### Action item
From the records below, please repeat exactly the line that has "Produces one bucket", the line that has "keys.dedup();", and every line between them, and nothing else.

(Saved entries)
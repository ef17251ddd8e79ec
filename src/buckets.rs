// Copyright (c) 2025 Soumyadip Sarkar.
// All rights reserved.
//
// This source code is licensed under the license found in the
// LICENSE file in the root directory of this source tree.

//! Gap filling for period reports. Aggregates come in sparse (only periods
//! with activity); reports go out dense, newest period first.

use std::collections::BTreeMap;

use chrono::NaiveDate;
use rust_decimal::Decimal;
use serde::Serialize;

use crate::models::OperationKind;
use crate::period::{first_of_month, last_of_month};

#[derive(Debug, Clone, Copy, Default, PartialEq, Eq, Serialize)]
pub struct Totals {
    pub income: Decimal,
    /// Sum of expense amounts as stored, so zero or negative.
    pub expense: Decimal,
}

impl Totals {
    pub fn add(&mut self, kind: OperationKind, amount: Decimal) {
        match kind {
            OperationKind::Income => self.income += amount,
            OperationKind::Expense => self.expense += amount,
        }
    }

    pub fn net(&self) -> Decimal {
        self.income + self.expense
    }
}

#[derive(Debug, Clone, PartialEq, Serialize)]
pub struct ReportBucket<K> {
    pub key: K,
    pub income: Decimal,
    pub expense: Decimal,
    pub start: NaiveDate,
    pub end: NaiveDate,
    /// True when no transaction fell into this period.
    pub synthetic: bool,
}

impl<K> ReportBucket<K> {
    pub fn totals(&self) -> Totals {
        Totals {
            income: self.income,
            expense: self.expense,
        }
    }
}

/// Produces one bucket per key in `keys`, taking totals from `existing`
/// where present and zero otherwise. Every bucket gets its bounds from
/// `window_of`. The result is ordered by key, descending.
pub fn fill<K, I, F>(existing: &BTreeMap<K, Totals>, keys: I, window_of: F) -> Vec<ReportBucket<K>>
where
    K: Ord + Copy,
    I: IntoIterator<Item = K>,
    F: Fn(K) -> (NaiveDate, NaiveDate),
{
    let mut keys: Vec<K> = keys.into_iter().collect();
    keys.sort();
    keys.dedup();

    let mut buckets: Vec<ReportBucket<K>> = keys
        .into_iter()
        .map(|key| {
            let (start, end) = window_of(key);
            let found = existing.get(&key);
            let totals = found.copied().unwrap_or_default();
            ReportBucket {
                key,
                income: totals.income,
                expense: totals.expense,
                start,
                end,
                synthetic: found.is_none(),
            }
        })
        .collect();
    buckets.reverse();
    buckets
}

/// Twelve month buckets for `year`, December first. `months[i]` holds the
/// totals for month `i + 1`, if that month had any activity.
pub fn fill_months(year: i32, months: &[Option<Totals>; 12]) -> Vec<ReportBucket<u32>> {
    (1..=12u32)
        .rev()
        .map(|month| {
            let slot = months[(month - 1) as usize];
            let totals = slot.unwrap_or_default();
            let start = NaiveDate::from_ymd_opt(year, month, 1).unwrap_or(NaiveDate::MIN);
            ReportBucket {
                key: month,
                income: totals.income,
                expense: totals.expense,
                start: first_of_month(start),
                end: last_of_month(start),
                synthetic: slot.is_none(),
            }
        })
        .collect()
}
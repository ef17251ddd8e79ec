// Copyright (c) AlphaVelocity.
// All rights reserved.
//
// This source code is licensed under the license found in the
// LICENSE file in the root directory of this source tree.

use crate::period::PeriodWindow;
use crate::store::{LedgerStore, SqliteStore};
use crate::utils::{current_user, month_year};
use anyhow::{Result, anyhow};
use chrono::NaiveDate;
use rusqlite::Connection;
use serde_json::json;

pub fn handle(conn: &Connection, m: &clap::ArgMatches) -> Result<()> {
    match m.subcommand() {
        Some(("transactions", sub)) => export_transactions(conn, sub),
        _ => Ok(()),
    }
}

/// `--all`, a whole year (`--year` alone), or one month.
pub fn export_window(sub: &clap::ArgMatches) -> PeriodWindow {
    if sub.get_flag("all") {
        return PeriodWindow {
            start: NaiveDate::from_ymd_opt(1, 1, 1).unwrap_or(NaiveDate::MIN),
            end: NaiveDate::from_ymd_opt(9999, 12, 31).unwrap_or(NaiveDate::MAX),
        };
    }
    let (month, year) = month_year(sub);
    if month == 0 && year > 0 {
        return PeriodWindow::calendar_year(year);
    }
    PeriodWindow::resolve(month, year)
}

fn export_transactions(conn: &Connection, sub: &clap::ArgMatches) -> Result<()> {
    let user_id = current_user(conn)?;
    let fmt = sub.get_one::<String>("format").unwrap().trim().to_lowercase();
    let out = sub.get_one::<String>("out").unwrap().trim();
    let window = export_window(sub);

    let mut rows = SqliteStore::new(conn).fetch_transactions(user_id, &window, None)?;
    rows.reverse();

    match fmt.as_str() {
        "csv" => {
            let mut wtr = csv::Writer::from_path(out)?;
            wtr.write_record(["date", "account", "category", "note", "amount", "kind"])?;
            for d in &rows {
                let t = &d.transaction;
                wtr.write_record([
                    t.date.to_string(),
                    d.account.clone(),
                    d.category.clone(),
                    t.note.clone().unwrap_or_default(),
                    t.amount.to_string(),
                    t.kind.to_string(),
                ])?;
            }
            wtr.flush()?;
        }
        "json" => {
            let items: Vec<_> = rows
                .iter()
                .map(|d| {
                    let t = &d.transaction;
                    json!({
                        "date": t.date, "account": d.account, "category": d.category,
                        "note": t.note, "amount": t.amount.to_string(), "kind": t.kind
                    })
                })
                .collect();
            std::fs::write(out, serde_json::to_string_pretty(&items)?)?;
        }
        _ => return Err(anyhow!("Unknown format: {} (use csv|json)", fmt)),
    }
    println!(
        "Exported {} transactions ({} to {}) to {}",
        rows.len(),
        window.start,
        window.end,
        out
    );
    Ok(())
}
* * *
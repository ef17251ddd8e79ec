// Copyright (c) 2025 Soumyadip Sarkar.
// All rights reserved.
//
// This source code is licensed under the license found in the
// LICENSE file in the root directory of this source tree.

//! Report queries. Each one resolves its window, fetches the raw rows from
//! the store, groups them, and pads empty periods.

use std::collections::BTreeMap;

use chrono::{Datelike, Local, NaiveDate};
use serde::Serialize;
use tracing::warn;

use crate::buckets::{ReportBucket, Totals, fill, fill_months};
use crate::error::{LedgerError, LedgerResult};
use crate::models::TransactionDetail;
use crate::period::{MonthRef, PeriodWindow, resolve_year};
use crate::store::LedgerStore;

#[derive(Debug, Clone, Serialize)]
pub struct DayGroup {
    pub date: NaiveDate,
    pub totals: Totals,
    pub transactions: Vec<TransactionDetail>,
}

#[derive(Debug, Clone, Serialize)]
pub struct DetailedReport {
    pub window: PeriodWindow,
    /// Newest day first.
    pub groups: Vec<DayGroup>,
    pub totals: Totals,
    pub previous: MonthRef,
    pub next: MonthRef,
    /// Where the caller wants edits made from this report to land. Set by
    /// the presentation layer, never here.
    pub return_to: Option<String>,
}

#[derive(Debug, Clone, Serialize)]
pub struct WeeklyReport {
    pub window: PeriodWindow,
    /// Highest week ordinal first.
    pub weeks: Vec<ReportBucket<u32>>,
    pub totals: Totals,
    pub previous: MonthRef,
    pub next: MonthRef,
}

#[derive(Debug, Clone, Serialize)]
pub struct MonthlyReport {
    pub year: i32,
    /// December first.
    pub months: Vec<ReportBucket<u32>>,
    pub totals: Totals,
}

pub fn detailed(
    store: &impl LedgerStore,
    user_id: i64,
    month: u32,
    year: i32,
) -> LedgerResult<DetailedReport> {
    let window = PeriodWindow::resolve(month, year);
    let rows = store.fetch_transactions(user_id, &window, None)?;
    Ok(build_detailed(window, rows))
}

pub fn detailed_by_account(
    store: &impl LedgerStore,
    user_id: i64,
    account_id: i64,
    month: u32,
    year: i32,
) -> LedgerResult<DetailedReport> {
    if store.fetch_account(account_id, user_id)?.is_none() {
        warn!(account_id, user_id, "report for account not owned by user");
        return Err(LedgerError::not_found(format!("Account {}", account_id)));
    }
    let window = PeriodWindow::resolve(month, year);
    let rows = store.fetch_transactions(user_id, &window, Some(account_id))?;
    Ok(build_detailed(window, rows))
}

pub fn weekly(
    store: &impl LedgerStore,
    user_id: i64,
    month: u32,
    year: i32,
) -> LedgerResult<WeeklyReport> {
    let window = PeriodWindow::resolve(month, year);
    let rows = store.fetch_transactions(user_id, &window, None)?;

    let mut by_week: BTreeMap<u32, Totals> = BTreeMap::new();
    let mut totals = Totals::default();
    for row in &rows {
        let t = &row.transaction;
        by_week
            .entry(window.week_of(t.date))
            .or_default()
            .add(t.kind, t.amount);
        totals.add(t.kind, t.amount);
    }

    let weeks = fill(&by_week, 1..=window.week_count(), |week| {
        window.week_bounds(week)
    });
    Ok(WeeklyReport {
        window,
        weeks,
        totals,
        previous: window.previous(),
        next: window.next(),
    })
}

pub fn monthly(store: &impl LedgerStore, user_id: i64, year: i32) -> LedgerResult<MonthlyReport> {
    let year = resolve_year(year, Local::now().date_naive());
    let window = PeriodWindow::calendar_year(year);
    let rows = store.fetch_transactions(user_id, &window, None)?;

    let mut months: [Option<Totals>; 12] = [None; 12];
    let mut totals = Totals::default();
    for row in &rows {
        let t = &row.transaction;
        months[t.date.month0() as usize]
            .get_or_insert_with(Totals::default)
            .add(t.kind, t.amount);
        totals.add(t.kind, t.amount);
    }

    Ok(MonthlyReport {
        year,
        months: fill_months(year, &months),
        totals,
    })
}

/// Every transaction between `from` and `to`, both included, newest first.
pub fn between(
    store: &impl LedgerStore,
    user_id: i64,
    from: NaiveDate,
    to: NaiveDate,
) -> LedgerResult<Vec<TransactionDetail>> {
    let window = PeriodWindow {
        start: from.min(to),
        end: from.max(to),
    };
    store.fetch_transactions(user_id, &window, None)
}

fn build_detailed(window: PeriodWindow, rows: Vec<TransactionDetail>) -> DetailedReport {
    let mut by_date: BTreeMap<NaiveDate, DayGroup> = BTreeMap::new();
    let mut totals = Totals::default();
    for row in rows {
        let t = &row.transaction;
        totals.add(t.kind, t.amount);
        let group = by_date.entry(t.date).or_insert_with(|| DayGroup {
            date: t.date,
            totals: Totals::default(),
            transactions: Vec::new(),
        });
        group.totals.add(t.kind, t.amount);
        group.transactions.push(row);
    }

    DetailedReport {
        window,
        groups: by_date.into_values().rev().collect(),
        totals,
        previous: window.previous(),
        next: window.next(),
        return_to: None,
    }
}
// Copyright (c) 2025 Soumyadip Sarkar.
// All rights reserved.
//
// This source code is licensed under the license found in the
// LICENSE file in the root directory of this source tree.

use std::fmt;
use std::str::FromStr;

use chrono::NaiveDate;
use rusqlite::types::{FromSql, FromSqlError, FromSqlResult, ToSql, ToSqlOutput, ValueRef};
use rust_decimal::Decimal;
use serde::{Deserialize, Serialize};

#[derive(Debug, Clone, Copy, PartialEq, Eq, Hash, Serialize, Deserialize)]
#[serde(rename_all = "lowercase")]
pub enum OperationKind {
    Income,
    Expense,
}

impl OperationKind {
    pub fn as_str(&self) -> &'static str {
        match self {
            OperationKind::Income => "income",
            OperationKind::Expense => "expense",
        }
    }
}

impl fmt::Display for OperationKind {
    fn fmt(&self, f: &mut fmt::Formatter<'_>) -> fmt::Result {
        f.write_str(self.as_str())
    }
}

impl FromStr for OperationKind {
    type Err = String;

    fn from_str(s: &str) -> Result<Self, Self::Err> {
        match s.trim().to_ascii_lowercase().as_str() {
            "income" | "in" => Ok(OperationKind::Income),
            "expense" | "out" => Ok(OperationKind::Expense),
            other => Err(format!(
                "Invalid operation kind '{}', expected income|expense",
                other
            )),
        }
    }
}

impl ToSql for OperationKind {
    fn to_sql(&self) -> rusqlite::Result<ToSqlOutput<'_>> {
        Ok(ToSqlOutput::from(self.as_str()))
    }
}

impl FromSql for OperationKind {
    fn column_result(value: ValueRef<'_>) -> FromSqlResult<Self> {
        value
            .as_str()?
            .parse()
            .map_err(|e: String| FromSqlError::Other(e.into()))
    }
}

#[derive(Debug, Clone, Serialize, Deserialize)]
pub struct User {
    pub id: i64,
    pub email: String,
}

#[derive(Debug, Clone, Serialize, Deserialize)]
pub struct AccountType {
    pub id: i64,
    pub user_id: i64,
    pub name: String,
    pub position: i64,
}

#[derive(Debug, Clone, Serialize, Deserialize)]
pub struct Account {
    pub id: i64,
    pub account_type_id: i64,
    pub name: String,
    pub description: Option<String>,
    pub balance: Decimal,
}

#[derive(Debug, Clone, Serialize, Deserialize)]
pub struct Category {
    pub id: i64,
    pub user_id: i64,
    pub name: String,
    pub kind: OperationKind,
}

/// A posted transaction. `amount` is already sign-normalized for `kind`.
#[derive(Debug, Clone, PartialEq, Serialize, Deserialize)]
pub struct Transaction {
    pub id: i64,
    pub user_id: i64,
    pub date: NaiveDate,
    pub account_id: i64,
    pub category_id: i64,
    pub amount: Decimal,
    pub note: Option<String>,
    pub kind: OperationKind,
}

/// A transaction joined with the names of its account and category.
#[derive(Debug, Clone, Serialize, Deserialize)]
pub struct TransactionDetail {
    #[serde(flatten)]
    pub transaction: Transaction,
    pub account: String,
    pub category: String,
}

### Answer to this task
/// Produces one bucket per key in `keys`, taking totals from `existing`
/// where present and zero otherwise. Every bucket gets its bounds from
/// `window_of`. The result is ordered by key, descending.
pub fn fill<K, I, F>(existing: &BTreeMap<K, Totals>, keys: I, window_of: F) -> Vec<ReportBucket<K>>
where
    K: Ord + Copy,
    I: IntoIterator<Item = K>,
    F: Fn(K) -> (NaiveDate, NaiveDate),
{
    let mut keys: Vec<K> = keys.into_iter().collect();
    keys.sort();
    keys.dedup();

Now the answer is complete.